Schools cite economy, drop in endowments


WASHINGTON - College costs continue to rise faster than inflation and wages, but financial aid is rising as well, the College Board reported yesterday.

"There's no better investment than a college education," said Gaston Caperton, president of the association of more than 4,000 educational institutions. "But financing that dream can cost many sleepless nights."

The College Board reported these increases in annual tuition and fees between the 2001-2002 and 2002-2003 academic years:

Four-year private colleges and universities, up $1,001, or 5.8 percent, to $18,273.

Two-year private colleges, up $690, or 7.5 percent, to $9,890.
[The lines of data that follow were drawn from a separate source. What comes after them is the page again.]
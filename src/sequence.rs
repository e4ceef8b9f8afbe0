//! Ticket numbering: the `TK-####` label and the counters behind it.

use std::{
    fmt, fs,
    path::PathBuf,
    str::FromStr,
    sync::{
        atomic::{AtomicU64, Ordering},
        Arc,
    },
};

use anyhow::{anyhow, Context, Result};
use async_trait::async_trait;
use serde::{Deserialize, Serialize};
use tokio::sync::Mutex;

use crate::lockfile::{self, LockGuard};

/// Human-facing ticket number, rendered as `TK-` plus at least four digits.
///
/// Numbers above 9999 widen (`TK-10000`) rather than wrap.
#[derive(Debug, Clone, Copy, PartialEq, Eq, PartialOrd, Ord, Hash, Serialize, Deserialize)]
#[serde(try_from = "String", into = "String")]
pub struct TicketNumber(u64);

impl TicketNumber {
    pub fn new(value: u64) -> Self {
        Self(value)
    }

    pub fn value(self) -> u64 {
        self.0
    }
}

impl fmt::Display for TicketNumber {
    fn fmt(&self, f: &mut fmt::Formatter<'_>) -> fmt::Result {
        write!(f, "TK-{:04}", self.0)
    }
}

impl FromStr for TicketNumber {
    type Err = anyhow::Error;

    fn from_str(s: &str) -> Result<Self> {
        let digits = s
            .strip_prefix("TK-")
            .ok_or_else(|| anyhow!("ticket number `{s}` lacks the TK- prefix"))?;
        if digits.is_empty() || !digits.bytes().all(|b| b.is_ascii_digit()) {
            return Err(anyhow!("ticket number `{s}` is not numeric"));
        }
        Ok(Self(digits.parse()?))
    }
}

impl TryFrom<String> for TicketNumber {
    type Error = anyhow::Error;

    fn try_from(value: String) -> Result<Self> {
        value.parse()
    }
}

impl From<TicketNumber> for String {
    fn from(value: TicketNumber) -> Self {
        value.to_string()
    }
}

/// Atomic increment-and-fetch over some backing store.
#[async_trait]
pub trait Counter: Send + Sync {
    /// Increment and return the new value. Concurrent callers never
    /// observe the same value.
    async fn increment(&self) -> Result<u64>;

    /// Raise the counter to at least `floor`. Never lowers it.
    async fn advance_to(&self, floor: u64) -> Result<()>;
}

/// Process-local counter for the in-memory backend.
///
/// Only correct for a single, non-persistent process: the value starts
/// over on every restart.
#[derive(Debug, Default)]
pub struct AtomicCounter(AtomicU64);

impl AtomicCounter {
    pub fn new(start: u64) -> Self {
        Self(AtomicU64::new(start))
    }
}

#[async_trait]
impl Counter for AtomicCounter {
    async fn increment(&self) -> Result<u64> {
        let prev = self.0.fetch_add(1, Ordering::SeqCst);
        prev.checked_add(1).ok_or_else(|| anyhow!("ticket counter overflow"))
    }

    async fn advance_to(&self, floor: u64) -> Result<()> {
        self.0.fetch_max(floor, Ordering::SeqCst);
        Ok(())
    }
}

/// On-disk form of the counter document.
#[derive(Debug, Default, Serialize, Deserialize)]
struct CounterDoc {
    seq: u64,
}

/// Counter persisted as a small JSON document.
///
/// Every update reads and rewrites the document while holding the
/// `<path>.lock` file exclusively, so handles in other processes (a running
/// server and an `import`) never hand out the same number. The write goes
/// through a temp file plus rename, and a crash never leaves a half-written
/// document behind.
#[derive(Debug, Clone)]
pub struct FileCounter {
    path: PathBuf,
    lock: Arc<Mutex<()>>,
}

impl FileCounter {
    pub fn new(path: PathBuf) -> Self {
        Self {
            path,
            lock: Arc::new(Mutex::new(())),
        }
    }

    /// Current value, `0` when the document does not exist yet.
    pub fn current(&self) -> Result<u64> {
        if !self.path.exists() {
            return Ok(0);
        }
        let data = fs::read_to_string(&self.path)
            .with_context(|| format!("reading counter {}", self.path.display()))?;
        let doc: CounterDoc = serde_json::from_str(&data)
            .with_context(|| format!("parsing counter {}", self.path.display()))?;
        Ok(doc.seq)
    }

    fn store(&self, seq: u64) -> Result<()> {
        let parent = self
            .path
            .parent()
            .map(|p| p.to_path_buf())
            .unwrap_or_else(|| PathBuf::from("."));
        fs::create_dir_all(&parent)?;
        let tmp = tempfile::NamedTempFile::new_in(&parent)?;
        serde_json::to_writer(&tmp, &CounterDoc { seq })?;
        tmp.persist(&self.path)?;
        Ok(())
    }
}

#[async_trait]
impl Counter for FileCounter {
    async fn increment(&self) -> Result<u64> {
        let _guard = self.lock.lock().await;
        let _file_lock = LockGuard::acquire(&lockfile::sibling(&self.path))?;
        let next = self
            .current()?
            .checked_add(1)
            .ok_or_else(|| anyhow!("ticket counter overflow"))?;
        self.store(next)?;
        Ok(next)
    }

    async fn advance_to(&self, floor: u64) -> Result<()> {
        let _guard = self.lock.lock().await;
        let _file_lock = LockGuard::acquire(&lockfile::sibling(&self.path))?;
        if self.current()? < floor {
            self.store(floor)?;
        }
        Ok(())
    }
}

/// Issues ticket numbers from whichever counter the backend provides.
#[derive(Clone)]
pub struct SequenceGenerator {
    counter: Arc<dyn Counter>,
}

impl SequenceGenerator {
    pub fn new(counter: Arc<dyn Counter>) -> Self {
        Self { counter }
    }

    /// Next raw sequence value.
    pub async fn next(&self) -> Result<u64> {
        self.counter.increment().await
    }

    pub async fn next_number(&self) -> Result<TicketNumber> {
        Ok(TicketNumber(self.next().await?))
    }

    /// Make sure `numero` is never issued again.
    pub async fn reserve_through(&self, numero: TicketNumber) -> Result<()> {
        self.counter.advance_to(numero.0).await
    }
}
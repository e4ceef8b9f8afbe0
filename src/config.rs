//! Configuration loading from `.env` files.

use std::{env, path::PathBuf, str::FromStr};

use anyhow::{bail, Context, Result};

/// Runtime settings derived from environment variables.
#[derive(Debug, Clone)]
pub struct Settings {
    /// Which persistence backend to open.
    pub store_backend: StoreBackend,
    /// Root directory of the file store. Required for [`StoreBackend::File`].
    pub store_root: Option<PathBuf>,
    /// HTTP bind address, e.g. `127.0.0.1:7777`.
    pub bind_http: String,
    /// Shared admin secret. `/auth` refuses logins while unset.
    pub admin_password: Option<String>,
    /// Mark the session cookie `Secure`.
    pub secure_cookies: bool,
    /// Seed the memory backend with demo tickets.
    pub seed_demo: bool,
    /// Dashboard refresh interval in seconds.
    pub poll_interval_secs: u64,
    pub log_format: LogFormat,
}

#[derive(Debug, Clone, Copy, PartialEq, Eq)]
pub enum StoreBackend {
    /// Durable JSON documents under `STORE_ROOT`.
    File,
    /// Volatile, single process only.
    Memory,
}

impl FromStr for StoreBackend {
    type Err = anyhow::Error;

    fn from_str(s: &str) -> Result<Self> {
        match s.trim().to_ascii_lowercase().as_str() {
            "file" => Ok(Self::File),
            "memory" => Ok(Self::Memory),
            other => bail!("unknown STORE_BACKEND `{other}` (expected `file` or `memory`)"),
        }
    }
}

#[derive(Debug, Clone, Copy, PartialEq, Eq)]
pub enum LogFormat {
    Text,
    Json,
}

pub const DEFAULT_POLL_INTERVAL_SECS: u64 = 30;

impl Settings {
    /// Load settings from the specified `.env` file.
    pub fn from_env(path: &str) -> Result<Self> {
        dotenvy::from_filename(path).context("reading env file")?;
        let store_backend = env::var("STORE_BACKEND")
            .ok()
            .filter(|s| !s.trim().is_empty())
            .map(|s| s.parse::<StoreBackend>())
            .transpose()?
            .unwrap_or(StoreBackend::File);
        let store_root = non_empty("STORE_ROOT").map(PathBuf::from);
        if store_backend == StoreBackend::File && store_root.is_none() {
            bail!("STORE_ROOT must be set when STORE_BACKEND=file");
        }
        let bind_http = env::var("BIND_HTTP").context("BIND_HTTP is not set")?;
        let admin_password = non_empty("ADMIN_PASSWORD");
        let secure_cookies = flag("SECURE_COOKIES");
        let seed_demo = flag("SEED_DEMO");
        let poll_interval_secs = env::var("POLL_INTERVAL_SECS")
            .ok()
            .and_then(|s| s.trim().parse().ok())
            .filter(|s| *s > 0)
            .unwrap_or(DEFAULT_POLL_INTERVAL_SECS);
        let log_format = match non_empty("LOG_FORMAT").as_deref() {
            Some("json") => LogFormat::Json,
            _ => LogFormat::Text,
        };
        Ok(Self {
            store_backend,
            store_root,
            bind_http,
            admin_password,
            secure_cookies,
            seed_demo,
            poll_interval_secs,
            log_format,
        })
    }
}

fn non_empty(key: &str) -> Option<String> {
    env::var(key).ok().filter(|s| !s.is_empty())
}

fn flag(key: &str) -> bool {
    env::var(key).map_or(false, |v| v == "1")
}

/// Every variable [`Settings::from_env`] reads.
#[cfg(test)]
pub(crate) const ENV_KEYS: [&str; 8] = [
    "STORE_BACKEND",
    "STORE_ROOT",
    "BIND_HTTP",
    "ADMIN_PASSWORD",
    "SECURE_COOKIES",
    "SEED_DEMO",
    "POLL_INTERVAL_SECS",
    "LOG_FORMAT",
];

/// Serializes tests that touch process environment variables.
#[cfg(test)]
pub(crate) static ENV_MUTEX: std::sync::Mutex<()> = std::sync::Mutex::new(());

/// Take the env lock and clear every settings variable.
#[cfg(test)]
pub(crate) fn clean_env() -> std::sync::MutexGuard<'static, ()> {
    let guard = ENV_MUTEX.lock().unwrap_or_else(|e| e.into_inner());
    for v in ENV_KEYS {
        env::remove_var(v);
    }
    guard
}
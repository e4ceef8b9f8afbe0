//! Shared-secret admin login backed by an opaque session cookie.
//!
//! The ticket routes never consult this gate; it only tells the dashboard
//! front end whether the caller has logged in.

use std::{collections::HashMap, sync::Arc};

use axum::{
    extract::State,
    http::{header, HeaderMap, HeaderValue, StatusCode},
    response::{IntoResponse, Response},
    Json,
};
use chrono::{DateTime, Duration, Utc};
use rand::RngCore;
use serde::{Deserialize, Serialize};
use serde_json::json;
use thiserror::Error;
use tokio::sync::RwLock;

pub const SESSION_COOKIE: &str = "admin_session";
const SESSION_TTL_SECS: i64 = 60 * 60 * 24;

#[derive(Debug, Error)]
pub enum AuthError {
    #[error("ADMIN_PASSWORD is not configured on the server")]
    NotConfigured,
    #[error("wrong password")]
    WrongPassword,
}

impl IntoResponse for AuthError {
    fn into_response(self) -> Response {
        let status = match self {
            AuthError::NotConfigured => StatusCode::INTERNAL_SERVER_ERROR,
            AuthError::WrongPassword => StatusCode::UNAUTHORIZED,
        };
        (status, Json(json!({ "error": self.to_string() }))).into_response()
    }
}

/// Issues and checks admin sessions.
#[derive(Clone)]
pub struct AdminGate {
    password: Option<Arc<str>>,
    secure_cookies: bool,
    sessions: Arc<RwLock<HashMap<String, DateTime<Utc>>>>,
}

impl AdminGate {
    pub fn new(password: Option<String>, secure_cookies: bool) -> Self {
        Self {
            password: password.map(Arc::from),
            secure_cookies,
            sessions: Arc::default(),
        }
    }

    /// Check `candidate` and open a session, returning its token.
    pub async fn login(&self, candidate: &str) -> Result<String, AuthError> {
        let expected = self.password.as_deref().ok_or(AuthError::NotConfigured)?;
        if candidate != expected {
            tracing::warn!("admin login rejected");
            return Err(AuthError::WrongPassword);
        }
        let mut raw = [0u8; 32];
        rand::thread_rng().fill_bytes(&mut raw);
        let token = hex::encode(raw);
        let expires = Utc::now() + Duration::seconds(SESSION_TTL_SECS);
        let mut sessions = self.sessions.write().await;
        sessions.retain(|_, exp| *exp > Utc::now());
        sessions.insert(token.clone(), expires);
        tracing::info!("admin session opened");
        Ok(token)
    }

    pub async fn logout(&self, token: &str) {
        self.sessions.write().await.remove(token);
    }

    pub async fn is_authenticated(&self, token: &str) -> bool {
        self.sessions
            .read()
            .await
            .get(token)
            .map_or(false, |exp| *exp > Utc::now())
    }

    /// `Set-Cookie` value for `token`; an empty token with `max_age` 0
    /// clears the cookie.
    fn cookie(&self, token: &str, max_age: i64) -> String {
        let mut cookie = format!(
            "{SESSION_COOKIE}={token}; HttpOnly; SameSite=Strict; Path=/; Max-Age={max_age}"
        );
        if self.secure_cookies {
            cookie.push_str("; Secure");
        }
        cookie
    }
}

/// Extract the session token from the `Cookie` headers.
fn session_token(headers: &HeaderMap) -> Option<String> {
    headers
        .get_all(header::COOKIE)
        .iter()
        .filter_map(|v| v.to_str().ok())
        .flat_map(|v| v.split(';'))
        .find_map(|pair| {
            pair.trim()
                .strip_prefix(SESSION_COOKIE)
                .and_then(|rest| rest.strip_prefix('='))
                .map(str::to_string)
        })
        .filter(|t| !t.is_empty())
}

#[derive(Deserialize)]
pub struct LoginRequest {
    pub password: String,
}

#[derive(Serialize, Deserialize)]
pub struct SessionStatus {
    pub authenticated: bool,
}

fn with_cookie(cookie: String, body: Json<serde_json::Value>) -> Response {
    match HeaderValue::from_str(&cookie) {
        Ok(value) => ([(header::SET_COOKIE, value)], body).into_response(),
        Err(_) => StatusCode::INTERNAL_SERVER_ERROR.into_response(),
    }
}

/// `POST /auth`
pub async fn login(
    State(gate): State<AdminGate>,
    Json(req): Json<LoginRequest>,
) -> Result<Response, AuthError> {
    let token = gate.login(&req.password).await?;
    let cookie = gate.cookie(&token, SESSION_TTL_SECS);
    Ok(with_cookie(cookie, Json(json!({ "success": true }))))
}

/// `DELETE /auth`
pub async fn logout(State(gate): State<AdminGate>, headers: HeaderMap) -> Response {
    if let Some(token) = session_token(&headers) {
        gate.logout(&token).await;
    }
    with_cookie(gate.cookie("", 0), Json(json!({ "success": true })))
}

/// `GET /auth`
pub async fn session(State(gate): State<AdminGate>, headers: HeaderMap) -> Json<SessionStatus> {
    let authenticated = match session_token(&headers) {
        Some(token) => gate.is_authenticated(&token).await,
        None => false,
    };
    Json(SessionStatus { authenticated })
}
//! Guitar fretboard ear trainer.
//!
//! Every few seconds a random note is drawn from the fretboard (a string from standard
//! tuning plus a fret up to a configurable ceiling), played as a sine tone,
//! and shown with its name, string and fret.

pub mod app;
pub mod core;
pub mod error;
pub mod settings;
pub mod ui;
pub mod utils;

pub use crate::core::note::{pitch_name, GeneratedNote};
pub use crate::core::scheduler::PracticeScheduler;
pub use error::TrainerError;
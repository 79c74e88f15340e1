//! User settings persisted as JSON in the platform config directory.

use anyhow::{Context, Result};
use serde::{Deserialize, Serialize};
use std::fs::{self, File};
use std::path::{Path, PathBuf};
use crate::core::scheduler::{clamp_interval_ms, DEFAULT_INTERVAL_MS};
use crate::core::sink::NoteDuration;
use crate::core::tuning::FretRange;

const SETTINGS_FILE: &str = "settings.json";

#[derive(Debug, Clone, PartialEq, Serialize, Deserialize)]
#[serde(default)]
pub struct AppSettings {
    pub interval_ms: u64,
    pub fret_range: FretRange,
    pub volume: f32,
    pub note_duration: NoteDuration,
    pub tempo_bpm: f32,
    pub reveal_answer: bool,
}

impl Default for AppSettings {
    fn default() -> Self {
        Self {
            interval_ms: DEFAULT_INTERVAL_MS,
            fret_range: FretRange::default(),
            volume: 0.5,
            note_duration: NoteDuration::Eighth,
            tempo_bpm: 120.0,
            reveal_answer: true,
        }
    }
}

impl AppSettings {
    /// Pull every value back into the range the rest of the app accepts.
    pub fn sanitized(mut self) -> Self {
        self.interval_ms = clamp_interval_ms(self.interval_ms.min(i64::MAX as u64) as i64);
        self.fret_range = FretRange::clamped(self.fret_range.ceiling());
        self.volume = if self.volume.is_finite() { self.volume.clamp(0.0, 1.0) } else { 0.5 };
        self.tempo_bpm = if self.tempo_bpm.is_finite() { self.tempo_bpm.clamp(20.0, 300.0) } else { 120.0 };
        self
    }

    pub fn settings_dir() -> Result<PathBuf> {
        let mut path = dirs::config_dir()
            .ok_or_else(|| anyhow::anyhow!("Could not find config directory"))?;
        path.push("fret-trainer");
        Ok(path)
    }

    /// Load from the default location, falling back to defaults on any problem.
    pub fn load_or_default() -> Self {
        let loaded = Self::settings_dir().and_then(|dir| Self::load_from(&dir));
        match loaded {
            Ok(settings) => settings,
            Err(e) => {
                log::warn!("Using default settings: {:#}", e);
                Self::default()
            }
        }
    }

    pub fn save(&self) -> Result<()> {
        self.save_to(&Self::settings_dir()?).map(|_| ())
    }

    /// Read `settings.json` from `dir`. A missing file yields defaults.
    pub fn load_from(dir: &Path) -> Result<Self> {
        let path = dir.join(SETTINGS_FILE);
        if !path.exists() {
            return Ok(Self::default());
        }
        let file = File::open(&path)
            .with_context(|| format!("Failed to open {}", path.display()))?;
        let settings: Self = serde_json::from_reader(file)
            .with_context(|| format!("Failed to parse {}", path.display()))?;
        Ok(settings.sanitized())
    }

    pub fn save_to(&self, dir: &Path) -> Result<PathBuf> {
        fs::create_dir_all(dir)
            .context("Failed to create settings directory")?;

        let path = dir.join(SETTINGS_FILE);
        let file = File::create(&path)
            .context("Failed to create settings file")?;
        serde_json::to_writer_pretty(file, self)
            .context("Failed to write settings")?;
        Ok(path)
    }
}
Four-year public colleges and universities, up $356, or 9.6 percent, to $4,081.

Two-year public colleges, up $127, or 7.9 percent, to $1,735.

That far outpaced increases of less than 2 percent in consumer prices and urban wages during the same period.

Adding the cost of books and supplies, room and board, transportation and miscellaneous expenses pushes the average undergraduate's budget for this year up to $10,458 for two-year community college students who pay their own rent and food bills, and to $27,695 for resident students at four-year private colleges.

"For public institutions, the inflation-adjusted increase of 8.4 percent in tuition and fees is larger in 2002-03 than in any year since 1981-82," said the report. It blamed a slowdown in the growth of state appropriations as the sinking economy lowered tax revenue to the states.

Other factors pushing up the cost include drops in the value of gifts to and endowments at colleges, and the rising cost of salaries and health care benefits for faculty and staff, said Sandy Baum, a higher-education economist at Skidmore College in Saratoga Springs, N.Y.

"The good news is financing is available," said Georgette DeVeres, associate vice president of admissions and financial aid at Claremont McKenna College in Claremont, Calif.

Financial aid figures are available through the 2001-2002 school year, the College Board reported.

Grants and loans to students and their families that year reached a record $89.6 billion, up 11.5 percent compared with the previous year, or 10 percent after adjusting for inflation.

"The other good news is that [last] year, grant aid went up faster than loan aid for the second straight year," Baum said. But, she said, most students depend mostly on loans.